En 1988, il accepte d’occuper un poste de responsabilité dans l’administration publique et politique en devenant Ministre de la Culture (le premier) sous le gouvernement de Lesly Manigat. Il m’a expliqué ce choix par son désir de faire plaisir à Lesly Manigat, son ancien professeur. Cette expérience lui a laissé un goût amer : il estime avoir commis l’erreur de ne
pas comprendre que l’expérience n’était pas viable. Depuis lors, il s’est éloigné de la politique active.
De 1988 à nos jours, Franck tout en restant progressiste s’est consacré essentiellement à l’écriture et à la peinture. Il a beaucoup voyagé, prononçant des conférences sur le spiralisme dans des universités et dans la diaspora haïtienne en 2019-2020. Sa santé a été fortement ébranlé par le Covid 19, mais il a continué son travail de créateur. Ses admirateurs ont nourri le rêve qu’il obtienne le prix Nobel de littérature. Bien que soutenu par des universités japonaises et européennes, il n’a pas obtenu satisfaction de son vivant. C’est dommage, car c’eût été vraiment positif pour lui (satisfaction personnelle) et pour vendre une meilleure image d’Haïti.

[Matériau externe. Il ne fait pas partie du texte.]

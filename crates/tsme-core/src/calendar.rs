//! Calendar helpers: validated year/month pairs and the portal's French labels.

use chrono::{Datelike, NaiveDate};
use std::fmt;
use std::str::FromStr;

use crate::error::{CoreError, Result};

/// Month names as the portal writes them, January first. Matching is
/// case- and accent-exact.
pub const FRENCH_MONTHS: [&str; 12] = [
    "Janvier",
    "Février",
    "Mars",
    "Avril",
    "Mai",
    "Juin",
    "Juillet",
    "Août",
    "Septembre",
    "Octobre",
    "Novembre",
    "Décembre",
];

/// Format of the date column in daily payloads.
const DAY_LABEL_FORMAT: &str = "%d/%m/%Y";

/// Month number (1..=12) for a French month name.
///
/// # Errors
///
/// Returns `CoreError::UnknownMonth` if the name is not in the table.
pub fn month_from_french(name: &str) -> Result<u32> {
    FRENCH_MONTHS
        .iter()
        .position(|m| *m == name)
        .and_then(|i| u32::try_from(i + 1).ok())
        .ok_or_else(|| CoreError::UnknownMonth(name.to_string()))
}

/// Parse a monthly label such as `"Mars 2023"` into `(2023, 3)`.
///
/// # Errors
///
/// Returns an error if the label is not `"<Month> <Year>"` or the month name is unknown.
pub fn parse_month_label(label: &str) -> Result<(i32, u32)> {
    let mut parts = label.split(' ');
    let (Some(name), Some(year), None) = (parts.next(), parts.next(), parts.next()) else {
        return Err(CoreError::InvalidDateLabel(label.to_string()));
    };
    let year: i32 = year
        .parse()
        .map_err(|_| CoreError::InvalidDateLabel(label.to_string()))?;
    Ok((year, month_from_french(name)?))
}

/// Parse a daily label such as `"05/03/2023"`.
///
/// # Errors
///
/// Returns `CoreError::InvalidDateLabel` if the label is not `dd/mm/yyyy`.
pub fn parse_day_label(label: &str) -> Result<NaiveDate> {
    NaiveDate::parse_from_str(label, DAY_LABEL_FORMAT)
        .map_err(|_| CoreError::InvalidDateLabel(label.to_string()))
}

/// A calendar month, validated on construction.
#[derive(Debug, Clone, Copy, PartialEq, Eq, PartialOrd, Ord, Hash)]
pub struct YearMonth {
    year: i32,
    month: u32,
}

impl YearMonth {
    /// Create a year/month pair.
    ///
    /// # Errors
    ///
    /// Returns `CoreError::InvalidYearMonth` if the month is outside 1..=12
    /// or the year is outside what `chrono` can represent.
    pub fn new(year: i32, month: u32) -> Result<Self> {
        if NaiveDate::from_ymd_opt(year, month, 1).is_none() {
            return Err(CoreError::InvalidYearMonth { year, month });
        }
        Ok(Self { year, month })
    }

    /// The month containing `date`.
    #[must_use]
    pub fn of(date: NaiveDate) -> Self {
        Self {
            year: date.year(),
            month: date.month(),
        }
    }

    /// Year component.
    #[must_use]
    pub const fn year(self) -> i32 {
        self.year
    }

    /// Month component, 1..=12.
    #[must_use]
    pub const fn month(self) -> u32 {
        self.month
    }

    /// The previous calendar month, wrapping across years.
    #[must_use]
    pub const fn pred(self) -> Self {
        if self.month == 1 {
            Self {
                year: self.year - 1,
                month: 12,
            }
        } else {
            Self {
                year: self.year,
                month: self.month - 1,
            }
        }
    }

    /// Whether `date` falls in this month.
    #[must_use]
    pub fn contains(self, date: NaiveDate) -> bool {
        date.year() == self.year && date.month() == self.month
    }
}

/// Parses `YYYYMM`, e.g. `"202303"`.
impl FromStr for YearMonth {
    type Err = CoreError;

    fn from_str(s: &str) -> Result<Self> {
        let invalid = || CoreError::InvalidDateLabel(s.to_string());
        if s.len() != 6 || !s.bytes().all(|b| b.is_ascii_digit()) {
            return Err(invalid());
        }
        let year = s[..4].parse().map_err(|_| invalid())?;
        let month = s[4..].parse().map_err(|_| invalid())?;
        Self::new(year, month)
    }
}

impl fmt::Display for YearMonth {
    fn fmt(&self, f: &mut fmt::Formatter<'_>) -> fmt::Result {
        write!(f, "{:04}-{:02}", self.year, self.month)
    }
}

#[cfg(test)]
mod tests {
    use super::*;

    #[test]
    fn month_label_parses() {
        assert_eq!(parse_month_label("Mars 2023").unwrap(), (2023, 3));
        assert_eq!(parse_month_label("Décembre 2021").unwrap(), (2021, 12));
    }

    #[test]
    fn month_table_is_bijective() {
        for (i, name) in FRENCH_MONTHS.iter().enumerate() {
            assert_eq!(month_from_french(name).unwrap() as usize, i + 1);
        }
        let mut sorted = FRENCH_MONTHS.to_vec();
        sorted.sort_unstable();
        sorted.dedup();
        assert_eq!(sorted.len(), 12);
    }

    #[test]
    fn month_names_are_case_and_accent_exact() {
        assert!(month_from_french("mars").is_err());
        assert!(month_from_french("Fevrier").is_err());
        assert!(month_from_french("Aout").is_err());
        assert!(parse_month_label("Mars").is_err());
        assert!(parse_month_label("Mars deux").is_err());
    }

    #[test]
    fn day_label_parses() {
        let date = parse_day_label("05/03/2023").unwrap();
        assert_eq!(date, NaiveDate::from_ymd_opt(2023, 3, 5).unwrap());
        assert!(parse_day_label("2023-03-05").is_err());
    }

    #[test]
    fn year_month_validation() {
        assert!(YearMonth::new(2023, 0).is_err());
        assert!(YearMonth::new(2023, 13).is_err());
        let ym = YearMonth::new(2023, 12).unwrap();
        assert_eq!(ym.to_string(), "2023-12");
    }

    #[test]
    fn year_month_pred_wraps_january() {
        let jan = YearMonth::new(2024, 1).unwrap();
        assert_eq!(jan.pred(), YearMonth::new(2023, 12).unwrap());
        let may = YearMonth::new(2024, 5).unwrap();
        assert_eq!(may.pred(), YearMonth::new(2024, 4).unwrap());
        assert!(may.contains(NaiveDate::from_ymd_opt(2024, 5, 31).unwrap()));
        assert!(!may.contains(NaiveDate::from_ymd_opt(2023, 5, 1).unwrap()));
    }

    #[test]
    fn year_month_from_compact_string() {
        assert_eq!("202303".parse::<YearMonth>().unwrap(), YearMonth::new(2023, 3).unwrap());
        assert!("2023-03".parse::<YearMonth>().is_err());
        assert!("202313".parse::<YearMonth>().is_err());
    }
}
//! Session authentication against the portal login form.
//!
//! The authenticator has two states: no session, or a session cookie. The
//! only way in is a successful login; the only way out is [`SessionAuthenticator::invalidate`],
//! called by whoever notices the portal no longer accepts the cookie.

use std::fmt;
use std::sync::Arc;

use crate::error::ClientError;
use crate::extract::{unicode_unescape, Extractor};
use crate::portal::PortalLayout;
use crate::transport::Transport;

/// Account username and password.
#[derive(Clone, PartialEq, Eq)]
pub struct Credentials {
    username: String,
    password: String,
}

impl Credentials {
    /// Create credentials.
    #[must_use]
    pub fn new(username: impl Into<String>, password: impl Into<String>) -> Self {
        Self {
            username: username.into(),
            password: password.into(),
        }
    }

    /// Account username.
    #[must_use]
    pub fn username(&self) -> &str {
        &self.username
    }
}

impl fmt::Debug for Credentials {
    fn fmt(&self, f: &mut fmt::Formatter<'_>) -> fmt::Result {
        f.debug_struct("Credentials")
            .field("username", &self.username)
            .field("password", &"<redacted>")
            .finish()
    }
}

/// An authenticated portal session.
#[derive(Clone, PartialEq, Eq)]
pub struct Session {
    cookie_name: String,
    value: String,
}

impl Session {
    /// `Cookie` header value carrying this session.
    #[must_use]
    pub fn cookie_header(&self) -> String {
        format!("{}={}", self.cookie_name, self.value)
    }
}

impl fmt::Debug for Session {
    fn fmt(&self, f: &mut fmt::Formatter<'_>) -> fmt::Result {
        f.debug_struct("Session")
            .field("cookie_name", &self.cookie_name)
            .field("value", &"<redacted>")
            .finish()
    }
}

/// Acquires and holds the portal session cookie.
#[derive(Debug)]
pub struct SessionAuthenticator {
    credentials: Credentials,
    layout: PortalLayout,
    extractor: Arc<dyn Extractor>,
    session: Option<Session>,
}

impl SessionAuthenticator {
    /// Create an authenticator with no session.
    #[must_use]
    pub fn new(credentials: Credentials, layout: PortalLayout, extractor: Arc<dyn Extractor>) -> Self {
        Self {
            credentials,
            layout,
            extractor,
            session: None,
        }
    }

    /// Whether a session is currently held.
    #[must_use]
    pub const fn is_authenticated(&self) -> bool {
        self.session.is_some()
    }

    /// `Cookie` header for authenticated requests.
    #[must_use]
    pub fn cookie_header(&self) -> Option<String> {
        self.session.as_ref().map(Session::cookie_header)
    }

    /// Drop the current session; the next [`ensure_authenticated`](Self::ensure_authenticated)
    /// logs in again.
    pub fn invalidate(&mut self) {
        if self.session.take().is_some() {
            tracing::warn!("Portal session invalidated");
        }
    }

    /// Log in unless a session is already held.
    ///
    /// Fetches the login page, extracts and unescapes the form token, posts
    /// the credentials, and keeps the session cookie if the response both
    /// sets it and shows the dashboard.
    ///
    /// # Errors
    ///
    /// - `ClientError::Extraction` if the login page has no token.
    /// - `ClientError::Serialization` if the token is not a valid escaped string.
    /// - `ClientError::Authentication` if the login response lacks the session
    ///   cookie or the dashboard marker. No session is kept in that case.
    /// - `ClientError::Http` on transport failure.
    pub async fn ensure_authenticated(&mut self, transport: &Transport) -> Result<(), ClientError> {
        if self.session.is_some() {
            return Ok(());
        }
        let layout = &self.layout;

        let login_page = transport.get(layout.login_page, None).await?;
        let raw_token =
            self.extractor
                .extract(layout.csrf_token_pattern, &login_page.body, layout.login_page)?;
        let token = unicode_unescape(&raw_token)?;

        let form = layout.login_form(&token, &self.credentials.username, &self.credentials.password);
        let response = transport
            .post_form(layout.login_page, login_page.cookie_header().as_deref(), &form)
            .await?;

        let Some(value) = response.cookie(layout.session_cookie) else {
            return Err(ClientError::Authentication(format!(
                "no {} cookie in {} response",
                layout.session_cookie, layout.login_page
            )));
        };
        if !response.body.contains(layout.dashboard_marker) {
            return Err(ClientError::Authentication(format!(
                "no {} in {} response",
                layout.dashboard_marker, layout.login_page
            )));
        }

        self.session = Some(Session {
            cookie_name: layout.session_cookie.to_string(),
            value: value.to_string(),
        });
        tracing::info!("Logged in to portal");
        Ok(())
    }
}

#[cfg(test)]
mod tests {
    use super::*;
    use crate::extract::RegexExtractor;

    #[test]
    fn debug_output_hides_secrets() {
        let credentials = Credentials::new("me@example.com", "hunter2");
        assert!(!format!("{credentials:?}").contains("hunter2"));

        let session = Session {
            cookie_name: "eZSESSID".into(),
            value: "s3cr3t".into(),
        };
        assert!(!format!("{session:?}").contains("s3cr3t"));
        assert_eq!(session.cookie_header(), "eZSESSID=s3cr3t");
    }

    #[test]
    fn starts_unauthenticated_and_invalidate_is_idempotent() {
        let mut auth = SessionAuthenticator::new(
            Credentials::new("u", "p"),
            PortalLayout::default(),
            Arc::new(RegexExtractor),
        );
        assert!(!auth.is_authenticated());
        assert!(auth.cookie_header().is_none());
        auth.invalidate();
        assert!(!auth.is_authenticated());
    }
}
//! Core types and utilities for toutsurmoneau consumption data.
//!
//! This crate holds everything that does not touch the network:
//!
//! - **Providers**: `Provider` (which customer portal to talk to)
//! - **Units**: `VolumeUnit`, `Volume`
//! - **Calendar**: `YearMonth`, the French month table
//! - **Series**: `MonthlySeries`, `DailySeries`, `Reading`
//! - **Readings**: `LatestReading`, `ReadingKind`, `MeterSummary`
//!
//! # Volume unit
//!
//! The portal reports volumes in cubic meters with three decimals. Series keep
//! that native value and only convert when a caller asks for a view:
//!
//! - `VolumeUnit::CubicMeter` → the native `f64`
//! - `VolumeUnit::Litre` → `m³ × 1000`, truncated toward zero

#![forbid(unsafe_code)]
#![warn(missing_docs)]
#![warn(clippy::all)]
#![warn(clippy::pedantic)]

pub mod calendar;
pub mod error;
pub mod provider;
pub mod reading;
pub mod series;
pub mod units;

pub use calendar::{month_from_french, parse_day_label, parse_month_label, YearMonth, FRENCH_MONTHS};
pub use error::{CoreError, Result};
pub use provider::Provider;
pub use reading::{LatestReading, MeterSummary, ReadingKind, LOOK_BACK_DAYS};
pub use series::{DailySeries, DailyView, MonthlySeries, MonthlyView, Reading};
pub use units::{Volume, VolumeUnit};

Malgré tout, Franck restera notre Mapou, un géant dont les branches s’étendent déjà à travers le monde.
Dany Laferrière rappelle une scène pathétique au sujet de Franck qui venait d’être opéré d’un cancer. Il a crié haut et fort : « J’ai vaincu la mort ».
Aujourd’hui, il cesse d’être présent physiquement, mais, pour nous, il continue à vivre comme une intelligence supérieure, un modèle non dépassé, à travers le spiralisme dont il est le chef de file. Il a déjà un prix très fort : L’Affection de son peuple !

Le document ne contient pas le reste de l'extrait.